=== Section Start ===

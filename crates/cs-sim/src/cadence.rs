//! Communication cadence: when an event triggers an exchange.
//!
//! Two policies exist. `EventCount` reproduces the legacy gate, where every
//! event adds a fixed increment to a counter and an exchange happens once
//! the counter reaches `every`; the exchange rate then follows event
//! density, not time. `SimTime` exchanges every `every` seconds of simulated
//! time and schedules those instants as time events, so they are hit exactly.

use cs_core::EVENT_TIME_TOL;

use crate::error::{SimError, SimResult};

#[derive(Clone, Copy, Debug, PartialEq)]
pub enum CadencePolicy {
    EventCount { every: f64, increment: f64 },
    SimTime { every: f64 },
}

impl CadencePolicy {
    pub fn validate(&self) -> SimResult<()> {
        let ok = |v: f64| v.is_finite() && v > 0.0;
        match *self {
            CadencePolicy::EventCount { every, increment } => {
                if !ok(every) {
                    return Err(SimError::InvalidArg {
                        what: "cadence interval must be positive",
                    });
                }
                if !ok(increment) {
                    return Err(SimError::InvalidArg {
                        what: "cadence increment must be positive",
                    });
                }
            }
            CadencePolicy::SimTime { every } => {
                if !ok(every) {
                    return Err(SimError::InvalidArg {
                        what: "cadence interval must be positive",
                    });
                }
            }
        }
        Ok(())
    }
}

/// Events that must accumulate before an exchange: `⌈every / increment⌉`,
/// at least one. The small slack keeps `0.3 / 0.1` at 3.
pub fn required_events(every: f64, increment: f64) -> u64 {
    let ratio = every / increment - 1e-9;
    (ratio.ceil().max(1.0)) as u64
}

/// Communication state carried by the driver across events.
#[derive(Clone, Debug)]
pub struct CommunicationCounter {
    policy: CadencePolicy,
    events: u64,
    required: u64,
    next_comm: f64,
}

impl CommunicationCounter {
    pub fn new(policy: CadencePolicy, t_start: f64) -> Self {
        let (required, next_comm) = match policy {
            CadencePolicy::EventCount { every, increment } => {
                (required_events(every, increment), f64::INFINITY)
            }
            CadencePolicy::SimTime { every } => (0, t_start + every),
        };
        Self {
            policy,
            events: 0,
            required,
            next_comm,
        }
    }

    pub fn policy(&self) -> CadencePolicy {
        self.policy
    }

    /// Whether an event at `t` performs an exchange. Checked before the
    /// event is counted.
    pub fn is_due(&self, t: f64) -> bool {
        match self.policy {
            CadencePolicy::EventCount { .. } => self.events >= self.required,
            CadencePolicy::SimTime { .. } => t >= self.next_comm - EVENT_TIME_TOL,
        }
    }

    /// Count one event, whether or not it exchanged.
    pub fn record_event(&mut self) {
        if let CadencePolicy::EventCount { .. } = self.policy {
            self.events += 1;
        }
    }

    /// Start a new communication interval after an exchange at `t`.
    pub fn reset(&mut self, t: f64) {
        match self.policy {
            CadencePolicy::EventCount { .. } => self.events = 0,
            CadencePolicy::SimTime { every } => {
                while self.next_comm <= t + EVENT_TIME_TOL {
                    self.next_comm += every;
                }
            }
        }
    }

    /// Next communication instant, scheduled as a time event.
    pub fn next_comm_time(&self) -> Option<f64> {
        match self.policy {
            CadencePolicy::EventCount { .. } => None,
            CadencePolicy::SimTime { .. } => Some(self.next_comm),
        }
    }

    /// Legacy counter value: events since the last exchange times the increment.
    pub fn accumulated(&self) -> f64 {
        match self.policy {
            CadencePolicy::EventCount { increment, .. } => self.events as f64 * increment,
            CadencePolicy::SimTime { .. } => 0.0,
        }
    }
}
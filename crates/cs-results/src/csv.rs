//! CSV writers.
//!
//! Series files use the layout pandas produces for a single-column frame:
//! a header with an empty index label, then `index,value` rows.

use std::fs::File;
use std::io::{BufWriter, Write};
use std::path::Path;

use crate::ResultsResult;

pub fn write_indexed_series(path: &Path, column: &str, values: &[f64]) -> ResultsResult<()> {
    let mut out = BufWriter::new(File::create(path)?);
    writeln!(out, ",{column}")?;
    for (index, value) in values.iter().enumerate() {
        writeln!(out, "{index},{value}")?;
    }
    out.flush()?;
    Ok(())
}

/// `time,<name>...` followed by one row per sample.
pub fn write_trajectory(
    path: &Path,
    names: &[String],
    times: &[f64],
    samples: &[Vec<f64>],
) -> ResultsResult<()> {
    let mut out = BufWriter::new(File::create(path)?);
    write!(out, "time")?;
    for name in names {
        write!(out, ",{name}")?;
    }
    writeln!(out)?;
    for (t, row) in times.iter().zip(samples) {
        write!(out, "{t}")?;
        for value in row {
            write!(out, ",{value}")?;
        }
        writeln!(out)?;
    }
    out.flush()?;
    Ok(())
}

/// Values of an indexed series file, in row order.
pub fn read_indexed_series(path: &Path) -> ResultsResult<Vec<f64>> {
    let content = std::fs::read_to_string(path)?;
    let mut values = Vec::new();
    for line in content.lines().skip(1) {
        let Some((_, value)) = line.split_once(',') else {
            continue;
        };
        if let Ok(v) = value.trim().parse() {
            values.push(v);
        }
    }
    Ok(values)
}

#[cfg(test)]
mod tests {
    use super::*;

    #[test]
    fn series_has_pandas_layout() {
        let dir = std::env::temp_dir().join(format!("cs_results_csv_{}", std::process::id()));
        std::fs::create_dir_all(&dir).unwrap();
        let path = dir.join("TV_general.csv");

        write_indexed_series(&path, "TValue", &[293.15, 294.5]).unwrap();
        let text = std::fs::read_to_string(&path).unwrap();
        assert_eq!(text, ",TValue\n0,293.15\n1,294.5\n");
        assert_eq!(read_indexed_series(&path).unwrap(), vec![293.15, 294.5]);

        let _ = std::fs::remove_dir_all(&dir);
    }

    #[test]
    fn trajectory_rows_follow_names() {
        let dir = std::env::temp_dir().join(format!("cs_results_traj_{}", std::process::id()));
        std::fs::create_dir_all(&dir).unwrap();
        let path = dir.join("trajectory.csv");

        write_trajectory(
            &path,
            &["room.T".to_string(), "supply.v".to_string()],
            &[0.5, 1.0],
            &[vec![293.0, 0.2], vec![293.5, 0.25]],
        )
        .unwrap();
        let text = std::fs::read_to_string(&path).unwrap();
        assert_eq!(text, "time,room.T,supply.v\n0.5,293,0.2\n1,293.5,0.25\n");

        let _ = std::fs::remove_dir_all(&dir);
    }
}
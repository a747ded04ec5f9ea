//! Configuration schema definitions.

use std::path::{Path, PathBuf};
use std::time::Duration;

use cs_exchange::{ExchangeResult, VariableExchangeMap};
use cs_field::{BoundaryKind, BoundarySpec, LaunchSpec, PressureMode, ReportQuery, WellMixedParams};
use serde::{Deserialize, Serialize};

use crate::initial::InitialSettings;

pub const LATEST_VERSION: u32 = 1;

#[derive(Debug, Clone, Serialize, Deserialize, PartialEq)]
pub struct CoSimConfig {
    pub version: u32,
    pub name: String,
    /// Lumped model definition; relative paths resolve against the config file.
    pub model: PathBuf,
    pub simulation: SimulationDef,
    pub cadence: CadenceDef,
    pub exchange: ExchangeDef,
    #[serde(default)]
    pub boundaries: Vec<BoundaryDef>,
    #[serde(default)]
    pub pressure_mode: PressureMode,
    #[serde(default = "default_reports")]
    pub reports: Vec<ReportDef>,
    #[serde(default)]
    pub initial: InitialDef,
    #[serde(default, skip_serializing_if = "Vec::is_empty")]
    pub observables: Vec<String>,
    #[serde(default)]
    pub field: FieldDef,
    #[serde(default, skip_serializing_if = "Option::is_none")]
    pub case: Option<PathBuf>,
    #[serde(default = "default_rooms")]
    pub rooms: Vec<String>,
    #[serde(default, skip_serializing_if = "Option::is_none")]
    pub active_room: Option<String>,
}

#[derive(Debug, Clone, Serialize, Deserialize, PartialEq)]
pub struct SimulationDef {
    pub t_end: f64,
    pub dt: f64,
    #[serde(default = "default_solve_iterations")]
    pub solve_iterations: usize,
    #[serde(default = "default_max_steps")]
    pub max_steps: usize,
    #[serde(default = "default_max_event_iterations")]
    pub max_event_iterations: usize,
}

fn default_solve_iterations() -> usize {
    100
}

fn default_max_steps() -> usize {
    10_000_000
}

fn default_max_event_iterations() -> usize {
    100
}

/// When an event triggers an exchange with the field solver.
#[derive(Debug, Clone, Copy, Serialize, Deserialize, PartialEq)]
#[serde(tag = "type", rename_all = "snake_case")]
pub enum CadenceDef {
    /// Count events; exchange once `every / increment` have accumulated.
    EventCount {
        every: f64,
        #[serde(default = "default_increment")]
        increment: f64,
    },
    /// Exchange every `every` seconds of simulated time.
    SimTime { every: f64 },
}

fn default_increment() -> f64 {
    0.001
}

#[derive(Debug, Clone, Serialize, Deserialize, PartialEq)]
pub struct ExchangeDef {
    #[serde(default)]
    pub model_to_field: String,
    #[serde(default)]
    pub field_to_model: String,
}

#[derive(Debug, Clone, Serialize, Deserialize, PartialEq)]
pub struct BoundaryDef {
    pub name: String,
    #[serde(default, skip_serializing_if = "Option::is_none")]
    pub kind: Option<BoundaryKind>,
    /// Fixed wall temperature (K) when no exchanged value drives it.
    #[serde(default, skip_serializing_if = "Option::is_none")]
    pub temperature: Option<f64>,
}

impl BoundaryDef {
    /// Declared kind, or the kind inferred from the name.
    pub fn resolved_kind(&self) -> Option<BoundaryKind> {
        self.kind.or_else(|| BoundaryKind::infer(&self.name))
    }

    pub fn to_spec(&self) -> Option<BoundarySpec> {
        let spec = BoundarySpec::new(self.name.clone(), self.resolved_kind()?);
        Some(match self.temperature {
            Some(t) => spec.with_temperature(t),
            None => spec,
        })
    }
}

/// A named field-side report, referenced as a source in `field_to_model`.
#[derive(Debug, Clone, Serialize, Deserialize, PartialEq)]
pub struct ReportDef {
    pub name: String,
    #[serde(flatten)]
    pub query: ReportQuery,
    #[serde(default, skip_serializing_if = "Vec::is_empty")]
    pub csv: Vec<CsvExportDef>,
}

/// One CSV file collecting a report value at every exchange.
#[derive(Debug, Clone, Serialize, Deserialize, PartialEq)]
pub struct CsvExportDef {
    pub file: String,
    pub column: String,
    /// Boundary to pick from a per-boundary report.
    #[serde(default, skip_serializing_if = "Option::is_none")]
    pub boundary: Option<String>,
}

fn csv(file: &str, column: &str, boundary: Option<&str>) -> CsvExportDef {
    CsvExportDef {
        file: file.to_string(),
        column: column.to_string(),
        boundary: boundary.map(str::to_string),
    }
}

/// Reports matching the room case the tool was first built around.
pub fn default_reports() -> Vec<ReportDef> {
    vec![
        ReportDef {
            name: "RoomT".to_string(),
            query: ReportQuery::VolumeMassAverage {
                zone: "cell-fuild".to_string(),
                quantity: "temperature".to_string(),
            },
            csv: vec![csv("TV_general.csv", "TValue", None)],
        },
        ReportDef {
            name: "outlet_massflow".to_string(),
            query: ReportQuery::SurfaceMassFlow {
                surface: "outlet*".to_string(),
            },
            csv: Vec::new(),
        },
        ReportDef {
            name: "inlet_pressureDifference".to_string(),
            query: ReportQuery::AreaWeightedAverage {
                surface: "inlet".to_string(),
                quantity: "pressure".to_string(),
            },
            csv: vec![csv("P_general.csv", "PValue", None)],
        },
        ReportDef {
            name: "fluxes".to_string(),
            query: ReportQuery::HeatTransfer {
                boundaries: ["inlet", "outlet", "wall-ceiling", "wall-floor", "wall-front"]
                    .into_iter()
                    .map(str::to_string)
                    .collect(),
            },
            csv: vec![
                csv("FluxesFloorV_general.csv", "FluxesFloorValue", Some("wall-floor")),
                csv("FluxesFrontV_general.csv", "FluxesFront", Some("wall-front")),
            ],
        },
    ]
}

/// Initial values applied before model initialization.
///
/// `names`/`values` are parallel lists; room, door and air-cleaner entries
/// expand into model variables through [`InitialSettings`].
#[derive(Debug, Clone, Default, Serialize, Deserialize, PartialEq)]
pub struct InitialDef {
    #[serde(default, skip_serializing_if = "Vec::is_empty")]
    pub names: Vec<String>,
    #[serde(default, skip_serializing_if = "Vec::is_empty")]
    pub values: Vec<f64>,
    #[serde(default, skip_serializing_if = "Vec::is_empty")]
    pub rooms: Vec<RoomInitDef>,
    #[serde(default, skip_serializing_if = "Vec::is_empty")]
    pub doors: Vec<DoorDef>,
    #[serde(default, skip_serializing_if = "Vec::is_empty")]
    pub air_cleaners: Vec<AirCleanerDef>,
}

#[derive(Debug, Clone, Serialize, Deserialize, PartialEq)]
pub struct RoomInitDef {
    pub room: String,
    /// Kelvin.
    pub temperature: f64,
}

#[derive(Debug, Clone, Serialize, Deserialize, PartialEq)]
pub struct DoorDef {
    pub door: String,
    pub leakage: f64,
    pub discharge_coefficient: f64,
    pub flow_exponent: f64,
}

#[derive(Debug, Clone, Serialize, Deserialize, PartialEq)]
pub struct AirCleanerDef {
    pub cleaner: String,
    pub a: f64,
    pub b: f64,
}

impl InitialDef {
    /// Expand into settings. Explicit `names`/`values` are applied last.
    pub fn settings(&self) -> InitialSettings {
        let mut settings = InitialSettings::new();
        for r in &self.rooms {
            settings.room_temperature(&r.room, r.temperature);
        }
        for d in &self.doors {
            settings.door(&d.door, d.leakage, d.discharge_coefficient, d.flow_exponent);
        }
        for c in &self.air_cleaners {
            settings.air_cleaner(&c.cleaner, c.a, c.b);
        }
        for (name, value) in self.names.iter().zip(&self.values) {
            settings.set(name, *value);
        }
        settings
    }
}

#[derive(Debug, Clone, Serialize, Deserialize, PartialEq)]
#[serde(tag = "type", rename_all = "snake_case")]
pub enum FieldDef {
    /// Offline well-mixed room.
    Surrogate(WellMixedParams),
    /// External solver process.
    Process(ProcessDef),
}

impl Default for FieldDef {
    fn default() -> Self {
        FieldDef::Surrogate(WellMixedParams::default())
    }
}

#[derive(Debug, Clone, Serialize, Deserialize, PartialEq)]
pub struct ProcessDef {
    pub program: String,
    #[serde(default)]
    pub args: Vec<String>,
    #[serde(default = "default_ready_marker")]
    pub ready_marker: PathBuf,
    #[serde(default = "default_ready_token")]
    pub ready_token: String,
    #[serde(default = "default_poll_interval_ms")]
    pub poll_interval_ms: u64,
    #[serde(default, skip_serializing_if = "Option::is_none")]
    pub startup_timeout_s: Option<f64>,
    #[serde(default = "default_command_timeout_s")]
    pub command_timeout_s: f64,
    #[serde(default = "default_prompt")]
    pub prompt: String,
}

fn default_ready_marker() -> PathBuf {
    PathBuf::from("aaS_FluentId.txt")
}

fn default_ready_token() -> String {
    "IOR:".to_string()
}

fn default_poll_interval_ms() -> u64 {
    200
}

fn default_command_timeout_s() -> f64 {
    600.0
}

fn default_prompt() -> String {
    ">".to_string()
}

impl ProcessDef {
    pub fn launch_spec(&self, working_dir: &Path) -> LaunchSpec {
        LaunchSpec {
            program: self.program.clone(),
            args: self.args.clone(),
            working_dir: working_dir.to_path_buf(),
            ready_marker: self.ready_marker.clone(),
            ready_token: self.ready_token.clone(),
            poll_interval: Duration::from_millis(self.poll_interval_ms),
            startup_timeout: self.startup_timeout_s.map(Duration::from_secs_f64),
            command_timeout: Duration::from_secs_f64(self.command_timeout_s),
            prompt: self.prompt.clone(),
        }
    }
}

fn default_rooms() -> Vec<String> {
    vec!["room1".to_string(), "room2".to_string()]
}

impl CoSimConfig {
    pub fn exchange_map(&self) -> ExchangeResult<VariableExchangeMap> {
        VariableExchangeMap::configure(&self.exchange.model_to_field, &self.exchange.field_to_model)
    }

    /// Boundaries whose kind could be resolved.
    pub fn boundary_specs(&self) -> Vec<BoundarySpec> {
        self.boundaries.iter().filter_map(BoundaryDef::to_spec).collect()
    }

    pub fn report(&self, name: &str) -> Option<&ReportDef> {
        self.reports.iter().find(|r| r.name == name)
    }

    pub fn initial_settings(&self) -> InitialSettings {
        self.initial.settings()
    }

    /// Room receiving the end-of-run snapshot.
    pub fn active_room(&self) -> Option<&str> {
        self.active_room
            .as_deref()
            .or_else(|| self.rooms.first().map(String::as_str))
    }

    /// Configured observables, or the first model→field source and the first
    /// field→model destination.
    pub fn observables_or_default(&self, map: &VariableExchangeMap) -> Vec<String> {
        if !self.observables.is_empty() {
            return self.observables.clone();
        }
        let mut names = Vec::new();
        if let Some(b) = map.model_to_field().first() {
            names.push(b.source.clone());
        }
        if let Some(b) = map.field_to_model().first() {
            let fanned = self.report(&b.source).and_then(|r| match &r.query {
                ReportQuery::HeatTransfer { boundaries } => boundaries.first(),
                _ => None,
            });
            names.push(match fanned {
                Some(boundary) => format!("{}{}", b.destination, boundary),
                None => b.destination.clone(),
            });
        }
        names
    }

    /// Resolve `path` against the directory holding the config file.
    pub fn resolve_path(config_path: &Path, path: &Path) -> PathBuf {
        if path.is_absolute() {
            return path.to_path_buf();
        }
        config_path
            .parent()
            .map(|dir| dir.join(path))
            .unwrap_or_else(|| path.to_path_buf())
    }
}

=== Section End ===

Your instructions
Some lines contain the word "BoundaryDef". Pull each one out of the listing.

Answer section
    pub boundaries: Vec<BoundaryDef>,
pub struct BoundaryDef {
impl BoundaryDef {
        self.boundaries.iter().filter_map(BoundaryDef::to_spec).collect()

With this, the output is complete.